## TASK DETAILS
Lift out each line of the data that holds "super".

## SOURCE DATA
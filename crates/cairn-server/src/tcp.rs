//! TCP server implementation.
//!
//! Messages are framed with a 2-byte length prefix (RFC 1035 §4.2.2). A
//! connection stays open for further queries until it has been idle for
//! the configured timeout or the client closes it.

use super::handler::{QueryContext, QueryHandler, Respond};
use super::{Protocol, Result, ServerError};
use async_trait::async_trait;
use bytes::{Bytes, BytesMut};
use cairn_proto::Message;
use socket2::{Domain, Socket, Type};
use std::net::SocketAddr;
use std::sync::atomic::{AtomicU64, Ordering};
use std::sync::Arc;
use std::time::Duration;
use tokio::io::{AsyncRead, AsyncReadExt, AsyncWrite, AsyncWriteExt};
use tokio::net::{TcpListener, TcpStream};
use tokio::time::timeout;
use tracing::{debug, error, info, trace};

/// Default idle timeout for client connections.
pub const DEFAULT_IDLE_TIMEOUT: Duration = Duration::from_secs(10);

/// Connection ID counter.
static CONNECTION_ID: AtomicU64 = AtomicU64::new(0);

/// TCP DNS server.
pub struct TcpServer {
    listener: TcpListener,
    handler: Arc<dyn QueryHandler>,
    local_addr: SocketAddr,
    idle_timeout: Duration,
}

impl TcpServer {
    /// Binds a new TCP server to the given address.
    pub async fn bind(addr: SocketAddr, handler: Arc<dyn QueryHandler>) -> Result<Self> {
        let domain = if addr.is_ipv4() {
            Domain::IPV4
        } else {
            Domain::IPV6
        };

        let socket = Socket::new(domain, Type::STREAM, None)?;
        socket.set_reuse_address(true)?;
        socket.set_nonblocking(true)?;
        socket.bind(&addr.into())?;
        socket.listen(1024)?;

        let std_listener: std::net::TcpListener = socket.into();
        let listener = TcpListener::from_std(std_listener)?;
        let local_addr = listener.local_addr()?;

        info!(addr = %local_addr, "TCP server listening");

        Ok(Self {
            listener,
            handler,
            local_addr,
            idle_timeout: DEFAULT_IDLE_TIMEOUT,
        })
    }

    /// Returns the local address.
    pub fn local_addr(&self) -> SocketAddr {
        self.local_addr
    }

    /// Sets the idle timeout.
    pub fn set_idle_timeout(&mut self, timeout: Duration) {
        self.idle_timeout = timeout;
    }

    /// Runs the TCP server.
    pub async fn run(&self) -> Result<()> {
        loop {
            match self.listener.accept().await {
                Ok((stream, peer)) => {
                    let handler = self.handler.clone();
                    let idle_timeout = self.idle_timeout;
                    let conn_id = CONNECTION_ID.fetch_add(1, Ordering::Relaxed);

                    tokio::spawn(async move {
                        if let Err(e) =
                            handle_connection(stream, peer, handler, idle_timeout, conn_id).await
                        {
                            debug!(error = %e, client = %peer, "TCP connection error");
                        }
                    });
                }
                Err(e) => {
                    error!(error = %e, "Error accepting TCP connection");
                }
            }
        }
    }
}

/// Writes each response as one length-prefixed frame.
struct TcpResponder<'a> {
    stream: &'a mut TcpStream,
    failed: bool,
}

#[async_trait]
impl Respond for TcpResponder<'_> {
    async fn respond(&mut self, response: Message, _keep_open: bool) -> Result<()> {
        let wire = response.to_wire()?;
        let result = write_message(&mut *self.stream, &wire).await;
        if result.is_err() {
            self.failed = true;
        }
        result
    }
}

async fn handle_connection(
    mut stream: TcpStream,
    peer: SocketAddr,
    handler: Arc<dyn QueryHandler>,
    idle_timeout: Duration,
    conn_id: u64,
) -> Result<()> {
    trace!(client = %peer, conn_id, "New TCP connection");

    let mut buf = BytesMut::with_capacity(4096);

    loop {
        match timeout(idle_timeout, read_message(&mut stream, &mut buf)).await {
            Ok(Ok(query_bytes)) => {
                let query = match Message::parse(&query_bytes) {
                    Ok(msg) => msg,
                    Err(e) => {
                        debug!(error = %e, client = %peer, "Failed to parse TCP query");
                        continue;
                    }
                };

                let ctx = QueryContext::new(peer, Protocol::Tcp);
                let mut responder = TcpResponder {
                    stream: &mut stream,
                    failed: false,
                };
                handler.handle(query, &mut responder, ctx).await;

                if responder.failed {
                    trace!(client = %peer, conn_id, "TCP client gone");
                    break;
                }
            }
            Ok(Err(e)) => {
                if e.kind() == std::io::ErrorKind::UnexpectedEof {
                    trace!(client = %peer, conn_id, "TCP connection closed by client");
                } else {
                    debug!(error = %e, client = %peer, "TCP read error");
                }
                break;
            }
            Err(_) => {
                trace!(client = %peer, conn_id, "TCP connection idle timeout");
                break;
            }
        }
    }

    Ok(())
}

/// Reads one length-prefixed DNS message.
pub async fn read_message<R>(stream: &mut R, buf: &mut BytesMut) -> std::io::Result<Bytes>
where
    R: AsyncRead + Unpin,
{
    let mut len_buf = [0u8; 2];
    stream.read_exact(&mut len_buf).await?;
    let len = usize::from(u16::from_be_bytes(len_buf));

    if len == 0 {
        return Err(std::io::Error::new(
            std::io::ErrorKind::InvalidData,
            "Invalid TCP message length",
        ));
    }

    buf.clear();
    buf.resize(len, 0);
    stream.read_exact(buf).await?;

    Ok(buf.split().freeze())
}

/// Writes one length-prefixed DNS message.
pub async fn write_message<W>(stream: &mut W, data: &[u8]) -> Result<()>
where
    W: AsyncWrite + Unpin,
{
    let len = u16::try_from(data.len()).map_err(|_| {
        ServerError::Protocol(cairn_proto::Error::MessageTooLarge {
            size: data.len(),
            max_size: usize::from(u16::MAX),
        })
    })?;

    let mut frame = Vec::with_capacity(data.len() + 2);
    frame.extend_from_slice(&len.to_be_bytes());
    frame.extend_from_slice(data);
    stream.write_all(&frame).await?;
    stream.flush().await?;

    Ok(())
}

#[cfg(test)]
mod tests {
    use super::*;
    use crate::handler::RefusedHandler;
    use cairn_proto::{Name, Question, RecordClass, RecordType, ResponseCode};
    use std::str::FromStr;

    #[tokio::test]
    async fn test_tcp_server_bind() {
        let handler = Arc::new(RefusedHandler);
        let server = TcpServer::bind("127.0.0.1:0".parse().unwrap(), handler)
            .await
            .unwrap();

        assert!(server.local_addr().port() > 0);
    }

    #[tokio::test]
    async fn test_framing() {
        let (mut client, mut server) = tokio::io::duplex(1024);
        write_message(&mut client, b"\x12\x34hello").await.unwrap();

        let mut buf = BytesMut::new();
        let frame = read_message(&mut server, &mut buf).await.unwrap();
        assert_eq!(&frame[..], b"\x12\x34hello");
    }

    #[tokio::test]
    async fn test_zero_length_rejected() {
        let (mut client, mut server) = tokio::io::duplex(16);
        client.write_all(&[0, 0]).await.unwrap();

        let mut buf = BytesMut::new();
        let err = read_message(&mut server, &mut buf).await.unwrap_err();
        assert_eq!(err.kind(), std::io::ErrorKind::InvalidData);
    }

    #[tokio::test]
    async fn test_connection_serves_several_queries() {
        let server = TcpServer::bind("127.0.0.1:0".parse().unwrap(), Arc::new(RefusedHandler))
            .await
            .unwrap();
        let addr = server.local_addr();
        tokio::spawn(async move { server.run().await });

        let mut stream = TcpStream::connect(addr).await.unwrap();
        let mut buf = BytesMut::new();
        for id in [1u16, 2, 3] {
            let query = Message::query(
                id,
                Question::new(Name::from_str("example.com").unwrap(), RecordType::A, RecordClass::IN),
            );
            write_message(&mut stream, &query.to_wire().unwrap()).await.unwrap();

            let reply = read_message(&mut stream, &mut buf).await.unwrap();
            let reply = Message::parse(&reply).unwrap();
            assert_eq!(reply.id(), id);
            assert_eq!(reply.rcode(), ResponseCode::Refused);
        }
    }
}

## WRITTEN RESPONSE
use super::handler::{QueryContext, QueryHandler, Respond};
use super::{Protocol, Result, ServerError};
    use super::*;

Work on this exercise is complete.